The average American woman can expect to have fewer kids today than at any point in at least the last half century, new data released Wednesday by the Centers for Disease Control and Prevention show.

This fertility decline, ongoing for more than ten years now, is indicative of not only the aftershocks of the Great Recession but also of a seismic shift in how Americans think about marriage and family.

According to the CDC, American women gave birth to 3,788,235 babies in 2018. That number is roughly 2 percent lower than 2017; there have been fewer births every year since 2014. In fact, 2017 marks the lowest number of births since 1986.

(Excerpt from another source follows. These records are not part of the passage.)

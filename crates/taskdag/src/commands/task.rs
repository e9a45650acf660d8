//! `taskdag task ...`

use super::{CommandContext, resolve_task, table};
use crate::cli::TaskCommands;
use crate::errors::CliError;
use serde_json::json;
use taskdag_graph::Task;
use tracing::info;

/// Execute a task subcommand.
///
/// # Errors
///
/// Returns an error if the store fails, the task reference does not
/// resolve, or the engine rejects the input.
pub fn execute(command: TaskCommands, ctx: &CommandContext) -> Result<String, CliError> {
    match command {
        TaskCommands::Add { name, duration } => add(ctx, &name, duration),
        TaskCommands::Rm { task } => remove(ctx, &task),
        TaskCommands::List => list(ctx),
        TaskCommands::Rename { task, name } => rename(ctx, &task, &name),
        TaskCommands::Duration { task, duration } => set_duration(ctx, &task, duration),
    }
}

fn add(ctx: &CommandContext, name: &str, duration: u64) -> Result<String, CliError> {
    let mut graph = ctx.store.load()?;
    let id = graph.add_task(name, duration)?;
    ctx.store.save(&graph)?;

    let task = graph
        .task(&id)
        .cloned()
        .ok_or_else(|| CliError::other(format!("Task '{id}' vanished after insert")))?;
    info!(id = %task.id, name = %task.name, duration, "Added task");

    ctx.render(&task, || {
        format!("Added task '{}' ({}) with duration {}", task.name, task.id, task.duration)
    })
}

fn remove(ctx: &CommandContext, reference: &str) -> Result<String, CliError> {
    let mut graph = ctx.store.load()?;
    let id = resolve_task(&graph, reference)?;
    let edges_before = graph.dependency_count();
    let task = graph.remove_task(&id)?;
    let edges_removed = edges_before - graph.dependency_count();
    ctx.store.save(&graph)?;

    info!(id = %task.id, edges_removed, "Removed task");

    ctx.render(
        &json!({ "task": task, "dependencies_removed": edges_removed }),
        || {
            format!(
                "Removed task '{}' and {} dependenc{}",
                task.name,
                edges_removed,
                if edges_removed == 1 { "y" } else { "ies" }
            )
        },
    )
}

fn list(ctx: &CommandContext) -> Result<String, CliError> {
    let graph = ctx.store.load()?;
    let tasks: Vec<&Task> = graph.tasks().collect();

    ctx.render(&tasks, || {
        if tasks.is_empty() {
            return "No tasks defined".to_string();
        }
        let rows: Vec<Vec<String>> = tasks
            .iter()
            .map(|task| {
                vec![
                    task.id.to_string(),
                    task.name.clone(),
                    task.duration.to_string(),
                ]
            })
            .collect();
        table(&["ID", "NAME", "DURATION"], &rows)
    })
}

fn rename(ctx: &CommandContext, reference: &str, name: &str) -> Result<String, CliError> {
    let mut graph = ctx.store.load()?;
    let id = resolve_task(&graph, reference)?;
    let old = graph
        .task(&id)
        .map(|task| task.name.clone())
        .unwrap_or_default();
    graph.rename_task(&id, name)?;
    ctx.store.save(&graph)?;

    let task = graph.task(&id).cloned();
    info!(id = %id, old = %old, "Renamed task");

    ctx.render(&task, || match &task {
        Some(task) => format!("Renamed '{old}' to '{}'", task.name),
        None => format!("Renamed '{old}'"),
    })
}

fn set_duration(ctx: &CommandContext, reference: &str, duration: u64) -> Result<String, CliError> {
    let mut graph = ctx.store.load()?;
    let id = resolve_task(&graph, reference)?;
    graph.set_duration(&id, duration)?;
    ctx.store.save(&graph)?;

    let task = graph.task(&id).cloned();
    info!(id = %id, duration, "Changed task duration");

    ctx.render(&task, || match &task {
        Some(task) => format!("Set duration of '{}' to {}", task.name, task.duration),
        None => format!("Set duration of '{id}' to {duration}"),
    })
}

But these raw numbers mask a more substantive decline. If the number of women grows, then the number of births will grow, even if the number of births per mom (aka the “birth rate”) declines. What is more, the age composition of the population affects frequency of births too. …

… Although women have fewer babies today than they did 50 years ago, there has not been an uninterrupted decline. As recently as 2007, TFR was above the “replacement rate,” the number of children each woman needs to have to replace herself and her husband in the next generation. This number is usually pegged at 2.1—for two parents plus accounting for child mortality—in the developed world. In 2007, women could expect 2.12 babies over their lifetime on average.

Then came the Great Recession, and with it economic hardship, uncertainty, and consequently lower fertility. However, while the economy has rebounded from the bust, fertility has not. America is seeing a baby-less recovery, a phenomenon which may reveal deeper tensions in 21st-century family life merely brought to the surface by the recession.